Rectangle* rect = malloc(sizeof *rect);
Rectangle_ctor(rect, ...);

// or
Rectangle* rect = Rectangle_ctor(malloc(sizeof *rect), ...);

// or even kind of automatic pointer
Rectangle* rect = Rectangle_ctor(&(Rectangle){0}, ...);

The cast would only be needed for implementation of virtual methods like Shape_getArea().

struct Shape {
  ...
  double (*getArea)(struct Shape*);
};

double Shape_getArea(Shape *me) {
  return me->getArea(me);
}
double Rectangle_getArea(Shape *base) {
  Rectangle *me = (Rectangle*)base; // the only cast
  return (double)me->width * me->height;
}

Rectangle* Rectangle_ctor(Rectangle *me, int x, int y, unsigned int width, unsigned int height) {
  ...
  me->super.getArea = Rectangle_getArea;
  ...
}

// usage:
Rectangle rect;
Rectangle_ctor(&rect, 0, 0, 3, 2);

Shape *shape = &rect.super;

Shape_getArea(shape); // should return 6

EDIT

In order to hide internals of Shape place a pointer to its private data in the structure. Initialize this pointer with relevant data in Shape_ctor.

struct Shape {
  void *private_data;
  // non private fields
};
3
MSalters On

The initial member of Rectangle is a Shape*, not a Shape. And the initial member of Shape is an int, not a Shape*`. The commonality you assume just isn't there.

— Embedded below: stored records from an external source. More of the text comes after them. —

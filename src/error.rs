use axum::{
    extract::rejection::{JsonRejection, PathRejection},
    http::StatusCode,
    response::{IntoResponse, Response},
    Json,
};
use serde_json::json;

/// Application-level errors
///
/// Every operation returns one of these through [`AppResult`]; the variant's
/// [`AppError::kind`] is the stable tag callers switch on.
#[derive(thiserror::Error, Debug)]
pub enum AppError {
    #[error("Email already exists: {0}")]
    DuplicateEmail(String),

    #[error("User not found: {0}")]
    UserNotFound(String),

    #[error("Login required")]
    NotLoggedIn,

    #[error("Movie {0} is already in the saved list")]
    AlreadySaved(i64),

    #[error("Document already exists: {0}")]
    DocumentConflict(String),

    #[error("Not found: {0}")]
    NotFound(String),

    #[error("Invalid input: {0}")]
    InvalidInput(String),

    #[error("Missing configuration: {0}")]
    Config(&'static str),

    #[error("Remote store returned status {status}: {message}")]
    Remote { status: u16, message: String },

    #[error("HTTP client error: {0}")]
    HttpClient(#[from] reqwest::Error),

    #[error("External API error: {0}")]
    ExternalApi(String),

    #[error("Serialization error: {0}")]
    Serialization(#[from] serde_json::Error),

    #[error("Session storage error: {0}")]
    Session(#[from] std::io::Error),

    #[error("Internal server error: {0}")]
    Internal(String),
}

impl AppError {
    /// Stable machine-readable tag for the error
    pub fn kind(&self) -> &'static str {
        match self {
            AppError::DuplicateEmail(_) => "duplicate_email",
            AppError::UserNotFound(_) => "user_not_found",
            AppError::NotLoggedIn => "not_logged_in",
            AppError::AlreadySaved(_) => "already_saved",
            AppError::DocumentConflict(_) => "document_conflict",
            AppError::NotFound(_) => "not_found",
            AppError::InvalidInput(_) => "invalid_input",
            AppError::Config(_) => "config",
            AppError::Remote { .. } | AppError::HttpClient(_) | AppError::ExternalApi(_) => {
                "remote_call_failure"
            }
            AppError::Serialization(_) => "serialization",
            AppError::Session(_) => "session_storage",
            AppError::Internal(_) => "internal",
        }
    }

    fn status(&self) -> StatusCode {
        match self {
            AppError::DuplicateEmail(_)
            | AppError::AlreadySaved(_)
            | AppError::DocumentConflict(_) => StatusCode::CONFLICT,
            AppError::UserNotFound(_) | AppError::NotFound(_) => StatusCode::NOT_FOUND,
            AppError::NotLoggedIn => StatusCode::UNAUTHORIZED,
            AppError::InvalidInput(_) => StatusCode::BAD_REQUEST,
            AppError::Remote { .. } | AppError::HttpClient(_) | AppError::ExternalApi(_) => {
                StatusCode::BAD_GATEWAY
            }
            AppError::Config(_)
            | AppError::Serialization(_)
            | AppError::Session(_)
            | AppError::Internal(_) => StatusCode::INTERNAL_SERVER_ERROR,
        }
    }
}

impl IntoResponse for AppError {
    fn into_response(self) -> Response {
        let status = self.status();
        if status.is_server_error() {
            tracing::error!(error = %self, kind = self.kind(), "Request failed");
        }

        let body = Json(json!({
            "error": self.to_string(),
            "kind": self.kind(),
        }));

        (status, body).into_response()
    }
}

impl From<JsonRejection> for AppError {
    fn from(rejection: JsonRejection) -> Self {
        AppError::InvalidInput(rejection.body_text())
    }
}

impl From<PathRejection> for AppError {
    fn from(rejection: PathRejection) -> Self {
        AppError::InvalidInput(rejection.body_text())
    }
}

pub type AppResult<T> = Result<T, AppError>;
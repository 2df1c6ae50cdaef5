use std::sync::Arc;

use serde::Serialize;
use serde_json::json;
use tokio::task::JoinSet;

use crate::{
    db::{Collection, DocumentStore},
    error::{AppError, AppResult},
    models::{MovieDetails, UserRecord},
    services::{locks::KeyedLocks, providers::MovieCatalog, users},
    session::Session,
};

/// Result of an unsave request
#[derive(Debug, Clone, PartialEq, Eq, Serialize)]
#[serde(tag = "status", rename_all = "snake_case")]
pub enum UnsaveOutcome {
    /// The saved list was rewritten without the movie
    Updated { saved: Vec<i64> },
    /// Nothing to do; logged as a warning
    Skipped { reason: SkipReason },
}

#[derive(Debug, Clone, Copy, PartialEq, Eq, Serialize)]
#[serde(rename_all = "snake_case")]
pub enum SkipReason {
    NotLoggedIn,
    UserNotFound,
}

async fn session_user(store: &dyn DocumentStore, session: &Session) -> AppResult<UserRecord> {
    users::fetch_user_by_email(store, &session.email)
        .await?
        .ok_or_else(|| AppError::UserNotFound(session.email.clone()))
}

/// Appends a movie to the logged-in user's saved list
///
/// Returns the saved list as written.
pub async fn save_movie(
    store: &dyn DocumentStore,
    locks: &KeyedLocks,
    session: Option<&Session>,
    movie_id: i64,
) -> AppResult<Vec<i64>> {
    let session = session.ok_or(AppError::NotLoggedIn)?;
    let _guard = locks.lock(&session.email).await;

    let user = session_user(store, session).await?;

    if user.has_saved(movie_id) {
        tracing::info!(email = %session.email, movie_id, "Movie already saved");
        return Err(AppError::AlreadySaved(movie_id));
    }

    let mut saved = user.saved;
    saved.push(movie_id);

    store
        .update_document(Collection::Users, &user.id, json!({ "saved": saved }))
        .await?;

    tracing::info!(
        email = %session.email,
        movie_id,
        saved_count = saved.len(),
        "Movie saved"
    );

    Ok(saved)
}

/// Removes a movie from the logged-in user's saved list
///
/// Without a session or a user record this is a logged no-op.
pub async fn unsave_movie(
    store: &dyn DocumentStore,
    locks: &KeyedLocks,
    session: Option<&Session>,
    movie_id: i64,
) -> AppResult<UnsaveOutcome> {
    let Some(session) = session else {
        tracing::warn!(movie_id, "Unsave skipped, user not logged in");
        return Ok(UnsaveOutcome::Skipped {
            reason: SkipReason::NotLoggedIn,
        });
    };
    let _guard = locks.lock(&session.email).await;

    let Some(user) = users::fetch_user_by_email(store, &session.email).await? else {
        tracing::warn!(email = %session.email, movie_id, "Unsave skipped, user document not found");
        return Ok(UnsaveOutcome::Skipped {
            reason: SkipReason::UserNotFound,
        });
    };

    let saved: Vec<i64> = user.saved.into_iter().filter(|id| *id != movie_id).collect();

    store
        .update_document(Collection::Users, &user.id, json!({ "saved": saved }))
        .await?;

    tracing::info!(
        email = %session.email,
        movie_id,
        saved_count = saved.len(),
        "Movie unsaved"
    );

    Ok(UnsaveOutcome::Updated { saved })
}

/// Details for every saved movie, in saved-list order
///
/// Empty saved lists never reach the catalog.
pub async fn fetch_saved_movies(
    store: &dyn DocumentStore,
    catalog: &Arc<dyn MovieCatalog>,
    session: Option<&Session>,
) -> AppResult<Vec<MovieDetails>> {
    let session = session.ok_or(AppError::NotLoggedIn)?;
    let user = session_user(store, session).await?;

    if user.saved.is_empty() {
        return Ok(Vec::new());
    }

    let movies = fetch_details_batch(catalog, &user.saved).await?;

    tracing::info!(
        email = %session.email,
        movies = movies.len(),
        provider = catalog.name(),
        "Saved movies fetched"
    );

    Ok(movies)
}

/// Fetches all ids concurrently; the first failure aborts the rest
async fn fetch_details_batch(
    catalog: &Arc<dyn MovieCatalog>,
    movie_ids: &[i64],
) -> AppResult<Vec<MovieDetails>> {
    let mut tasks = JoinSet::new();

    for (index, &movie_id) in movie_ids.iter().enumerate() {
        let catalog = Arc::clone(catalog);
        tasks.spawn(async move {
            let details = catalog.fetch_movie_details(movie_id).await;
            (index, movie_id, details)
        });
    }

    let mut slots: Vec<Option<MovieDetails>> = vec![None; movie_ids.len()];

    while let Some(joined) = tasks.join_next().await {
        let (index, movie_id, details) =
            joined.map_err(|e| AppError::Internal(format!("Detail fetch task failed: {}", e)))?;

        match details {
            Ok(details) => slots[index] = Some(details),
            Err(e) => {
                tracing::error!(
                    movie_id,
                    error = %e,
                    pending = tasks.len(),
                    "Movie detail fetch failed, discarding batch"
                );
                tasks.abort_all();
                return Err(e);
            }
        }
    }

    slots
        .into_iter()
        .map(|slot| slot.ok_or_else(|| AppError::Internal("Missing movie detail".to_string())))
        .collect()
}
pub mod appwrite;
pub mod document;
pub mod memory;

pub use appwrite::AppwriteStore;
pub use document::{natural_key_id, Collection, Document, DocumentStore, Query};
pub use memory::MemoryStore;
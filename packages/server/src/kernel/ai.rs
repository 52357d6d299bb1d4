// Text generation backed by the chat completion client
//
// This is the infrastructure implementation of BaseTextGenerator.

use async_trait::async_trait;
use chat_client::{ChatClient, GenerationError, GenerationOptions};

use super::BaseTextGenerator;

#[async_trait]
impl BaseTextGenerator for ChatClient {
    async fn generate(
        &self,
        prompt: &str,
        options: &GenerationOptions,
    ) -> Result<String, GenerationError> {
        self.generate_text(prompt, options).await.map_err(|e| {
            tracing::error!(
                error = %e,
                kind = e.kind(),
                model = %options.model,
                "Generation service call failed"
            );
            e
        })
    }
}
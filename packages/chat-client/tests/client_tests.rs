//! Chat client tests against a local stub service.

use std::sync::{Arc, Mutex};
use std::time::Duration;

use axum::extract::State;
use axum::http::{HeaderMap, StatusCode};
use axum::response::IntoResponse;
use axum::routing::post;
use axum::{Json, Router};
use chat_client::{ChatClient, GenerationError, GenerationOptions};
use serde_json::{json, Value};

#[derive(Clone, Default)]
struct Captured {
    bodies: Arc<Mutex<Vec<Value>>>,
    auth: Arc<Mutex<Vec<String>>>,
}

async fn spawn_stub(router: Router) -> String {
    let listener = tokio::net::TcpListener::bind("127.0.0.1:0").await.unwrap();
    let addr = listener.local_addr().unwrap();
    tokio::spawn(async move {
        axum::serve(listener, router).await.unwrap();
    });
    format!("http://{}", addr)
}

async fn echo_completion(
    State(captured): State<Captured>,
    headers: HeaderMap,
    Json(body): Json<Value>,
) -> Json<Value> {
    let auth = headers
        .get("authorization")
        .and_then(|v| v.to_str().ok())
        .unwrap_or_default()
        .to_string();
    captured.auth.lock().unwrap().push(auth);
    captured.bodies.lock().unwrap().push(body);

    Json(json!({
        "choices": [
            { "message": { "role": "assistant", "content": "\n  red | large  \n" } },
            { "message": { "role": "assistant", "content": "ignored" } }
        ],
        "usage": { "prompt_tokens": 10, "completion_tokens": 4, "total_tokens": 14 }
    }))
}

#[tokio::test]
async fn generate_text_returns_trimmed_first_choice() {
    let captured = Captured::default();
    let router = Router::new()
        .route("/v1/chat/completions", post(echo_completion))
        .with_state(captured.clone());
    let base_url = spawn_stub(router).await;

    let client = ChatClient::new("sk-test").with_base_url(base_url);
    let options = GenerationOptions::for_refinement().system_prompt("You clean data");

    let text = client.generate_text("hello", &options).await.unwrap();

    assert_eq!(text, "red | large");
    assert_eq!(captured.auth.lock().unwrap()[0], "Bearer sk-test");

    let body = captured.bodies.lock().unwrap()[0].clone();
    assert_eq!(body["model"], "deepseek-chat");
    assert_eq!(body["max_tokens"], 2000);
    assert_eq!(body["messages"][0]["role"], "system");
    assert_eq!(body["messages"][1]["role"], "user");
    assert_eq!(body["messages"][1]["content"], "hello");
    assert!((body["temperature"].as_f64().unwrap() - 0.3).abs() < 1e-6);
}

#[tokio::test]
async fn chat_completion_reports_usage() {
    let router = Router::new()
        .route("/v1/chat/completions", post(echo_completion))
        .with_state(Captured::default());
    let base_url = spawn_stub(router).await;

    let client = ChatClient::new("sk-test").with_base_url(base_url);
    let request = chat_client::ChatRequest::from_prompt("hi", &GenerationOptions::default());

    let response = client.chat_completion(&request).await.unwrap();

    assert_eq!(response.content, "\n  red | large  \n");
    assert_eq!(response.usage.unwrap().total_tokens, 14);
}

#[tokio::test]
async fn non_success_status_is_status_error() {
    let router = Router::new().route(
        "/v1/chat/completions",
        post(|| async { (StatusCode::UNAUTHORIZED, "invalid api key").into_response() }),
    );
    let base_url = spawn_stub(router).await;

    let client = ChatClient::new("sk-bad").with_base_url(base_url);
    let err = client
        .generate_text("hello", &GenerationOptions::default())
        .await
        .unwrap_err();

    match err {
        GenerationError::Status { status, body } => {
            assert_eq!(status, 401);
            assert_eq!(body, "invalid api key");
        }
        other => panic!("expected status error, got {:?}", other),
    }
}

#[tokio::test]
async fn malformed_json_is_parse_error() {
    let router = Router::new().route(
        "/v1/chat/completions",
        post(|| async { "this is not json" }),
    );
    let base_url = spawn_stub(router).await;

    let client = ChatClient::new("sk-test").with_base_url(base_url);
    let err = client
        .generate_text("hello", &GenerationOptions::default())
        .await
        .unwrap_err();

    assert!(matches!(err, GenerationError::Parse(_)));
    assert_eq!(err.kind(), "parse");
}

#[tokio::test]
async fn empty_choices_is_distinct_error() {
    let router = Router::new().route(
        "/v1/chat/completions",
        post(|| async { Json(json!({ "choices": [] })) }),
    );
    let base_url = spawn_stub(router).await;

    let client = ChatClient::new("sk-test").with_base_url(base_url);
    let err = client
        .generate_text("hello", &GenerationOptions::default())
        .await
        .unwrap_err();

    assert!(matches!(err, GenerationError::EmptyChoices));
}

#[tokio::test]
async fn connection_refused_is_network_error() {
    let listener = tokio::net::TcpListener::bind("127.0.0.1:0").await.unwrap();
    let addr = listener.local_addr().unwrap();
    drop(listener);

    let client = ChatClient::new("sk-test").with_base_url(format!("http://{}", addr));
    let err = client
        .generate_text("hello", &GenerationOptions::default())
        .await
        .unwrap_err();

    assert!(matches!(err, GenerationError::Network(_)));
}

#[tokio::test]
async fn slow_service_hits_timeout() {
    let router = Router::new().route(
        "/v1/chat/completions",
        post(|| async {
            tokio::time::sleep(Duration::from_secs(2)).await;
            Json(json!({ "choices": [{ "message": { "content": "late" } }] }))
        }),
    );
    let base_url = spawn_stub(router).await;

    let client = ChatClient::new("sk-test")
        .with_base_url(base_url)
        .with_timeout(Duration::from_millis(200))
        .unwrap();
    let err = client
        .generate_text("hello", &GenerationOptions::default())
        .await
        .unwrap_err();

    assert!(matches!(err, GenerationError::Network(_)));
}

#[tokio::test]
async fn batch_generate_keeps_slot_for_failures() {
    let calls = Arc::new(Mutex::new(0usize));
    let router = Router::new()
        .route(
            "/v1/chat/completions",
            post(|State(calls): State<Arc<Mutex<usize>>>| async move {
                let n = {
                    let mut calls = calls.lock().unwrap();
                    *calls += 1;
                    *calls
                };
                if n == 2 {
                    (StatusCode::INTERNAL_SERVER_ERROR, "boom").into_response()
                } else {
                    Json(json!({ "choices": [{ "message": { "content": format!("reply {}", n) } }] }))
                        .into_response()
                }
            }),
        )
        .with_state(calls.clone());
    let base_url = spawn_stub(router).await;

    let client = ChatClient::new("sk-test").with_base_url(base_url);
    let results = client
        .batch_generate(&["one", "two", "three"], &GenerationOptions::default())
        .await;

    assert_eq!(
        results,
        vec![Some("reply 1".to_string()), None, Some("reply 3".to_string())]
    );
    assert_eq!(*calls.lock().unwrap(), 3);
}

If you look at how C++ implementations implement inheritance, in case of single inheritance they will place the base subobject at offset 0 inside the full object. Pointers to base class subobjects are used for virtual inheritance, but that rapidly gets complex.

0
supercat On

When C99 was written, there were conflicts between committee members who refused to have the Standard characterize as illegitimate some useful constructs that exploit the Common Initial Sequence guarantees, and those who refused to have it characterized as illegitimate optimizations that would break code that relied upon such constructs, but would be useful for code that didn't.

Such conflicts were resolved by writing ambiguous rules which both sides could interpret as saying what they wanted them to say. Since there was never any consensus about what the rules should mean, questions about what the rules really mean are inherently unanswerable.

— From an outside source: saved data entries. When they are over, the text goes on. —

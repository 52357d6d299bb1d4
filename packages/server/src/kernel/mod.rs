//! Kernel module - server infrastructure and dependencies.

pub mod ai;
pub mod test_dependencies;
pub mod traits;

// Re-export generation client types
pub use chat_client::{ChatClient, GenerationError, GenerationOptions};

pub use test_dependencies::MockTextGenerator;
pub use traits::*;
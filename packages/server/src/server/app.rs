//! Application setup and server configuration.

use std::sync::Arc;

use axum::{
    extract::{DefaultBodyLimit, Extension},
    http::{header::CONTENT_TYPE, Method},
    routing::{get, post},
    Router,
};
use chat_client::GenerationOptions;
use tower_http::cors::CorsLayer;
use tower_http::trace::TraceLayer;

use crate::kernel::BaseTextGenerator;
use crate::server::routes::{health_handler, upload_handler};

/// Room for multipart boundaries and part headers on top of the file itself.
const MULTIPART_OVERHEAD_BYTES: usize = 64 * 1024;

/// Shared application state
#[derive(Clone)]
pub struct AppState {
    pub generator: Arc<dyn BaseTextGenerator>,
    pub refine_options: GenerationOptions,
    pub max_upload_bytes: usize,
}

/// Build the Axum application router
pub fn build_app(state: AppState) -> Router {
    let body_limit = state.max_upload_bytes.saturating_add(MULTIPART_OVERHEAD_BYTES);

    // CORS configuration - allow any origin for development
    let cors = CorsLayer::new()
        .allow_origin(tower_http::cors::Any)
        .allow_methods([Method::GET, Method::POST])
        .allow_headers([CONTENT_TYPE]);

    Router::new()
        .route("/file/upload", post(upload_handler))
        .route("/health", get(health_handler))
        // Middleware layers (applied in reverse order - last added runs first)
        .layer(DefaultBodyLimit::max(body_limit))
        .layer(Extension(state))
        .layer(cors)
        .layer(TraceLayer::new_for_http())
}
// Test dependencies - mock implementations for testing
//
// Provides a deterministic stand-in for the generation service.

use async_trait::async_trait;
use chat_client::{GenerationError, GenerationOptions};
use std::sync::{Arc, Mutex};

use super::BaseTextGenerator;

// =============================================================================
// Mock Text Generator
// =============================================================================

/// Replays queued replies in order and records every prompt it receives.
///
/// With an empty queue it answers with the configured persistent error, or
/// with an echo of the prompt when none is set.
#[derive(Clone, Default)]
pub struct MockTextGenerator {
    responses: Arc<Mutex<Vec<Result<String, GenerationError>>>>,
    persistent_error: Option<GenerationError>,
    calls: Arc<Mutex<Vec<String>>>,
    options_seen: Arc<Mutex<Vec<GenerationOptions>>>,
}

impl MockTextGenerator {
    pub fn new() -> Self {
        Self::default()
    }

    /// A generator whose every call fails with `error`
    pub fn failing(error: GenerationError) -> Self {
        Self {
            persistent_error: Some(error),
            ..Self::default()
        }
    }

    /// Add a reply to the queue
    pub fn with_response(self, response: impl Into<String>) -> Self {
        self.responses.lock().unwrap().push(Ok(response.into()));
        self
    }

    /// Add a failure to the queue
    pub fn with_error(self, error: GenerationError) -> Self {
        self.responses.lock().unwrap().push(Err(error));
        self
    }

    /// Get all prompts that were sent
    pub fn calls(&self) -> Vec<String> {
        self.calls.lock().unwrap().clone()
    }

    /// Get the last prompt sent
    pub fn last_prompt(&self) -> Option<String> {
        self.calls.lock().unwrap().last().cloned()
    }

    /// Get the options of the last call
    pub fn last_options(&self) -> Option<GenerationOptions> {
        self.options_seen.lock().unwrap().last().cloned()
    }

    /// Get the number of times the generator was called
    pub fn call_count(&self) -> usize {
        self.calls.lock().unwrap().len()
    }
}

#[async_trait]
impl BaseTextGenerator for MockTextGenerator {
    async fn generate(
        &self,
        prompt: &str,
        options: &GenerationOptions,
    ) -> Result<String, GenerationError> {
        // Record the call
        self.calls.lock().unwrap().push(prompt.to_string());
        self.options_seen.lock().unwrap().push(options.clone());

        let mut responses = self.responses.lock().unwrap();
        if !responses.is_empty() {
            return responses.remove(0);
        }

        match &self.persistent_error {
            Some(error) => Err(error.clone()),
            None => Ok(prompt.trim().to_string()),
        }
    }
}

Even going back to C89, the only way the rules really make sense is if one interprets the phrase "by an lvalue of a particular type" as applying to dereferenced pointers which are freshly visibly derived from something of appropriate type. Otherwise, given something like:

struct s { int x[2]; } foo;

an access to foo.x[1] would violate the type aliasing rules, since it is defined as equivalent to *(foo.x+1). The inner expression (foo.x+1) is a pointer of type int*, which has no relation to type struct s, and int is not among the types that may be used to access an object of type struct s. Any decent compiler should obviously recognize that the pointer is freshly visibly derived from an object of type struct s, however, and treat the access as though it were performed via that type. The question of when a pointer is "freshly-visibly derived" is a quality of implementation issue outside the Standard's jurisdiction, with the expectation that compilers would make a reasonable effort to notice such things whether or not the Standard mandated that they do so. Most conflicts revolve around the fact that some compiler maintainers that aren't interested in selling compilers are deliberately blind to any forms of derivation beyond those needed to avoid making structures completely useless.

So far as I can tell, all compilers not based upon clang and gcc will support common constructs exploiting the Common Initial Sequence rules, even when type-based aliasing analysis is enabled. Further, both clang nor gcc will sometimes perform erroneous "optimizations" even on some strictly conforming programs when their type-based aliasing analysis is enabled. As such, rather than trying to jump through hoops to be compatible with the broken optimization modes of clang and gcc, I'd recommend simply documenting that code requires that implemnentations, as a form of "conforming language extension", make a reasonable effort to process constructs involving Common Initial Sequence guarantees usefully.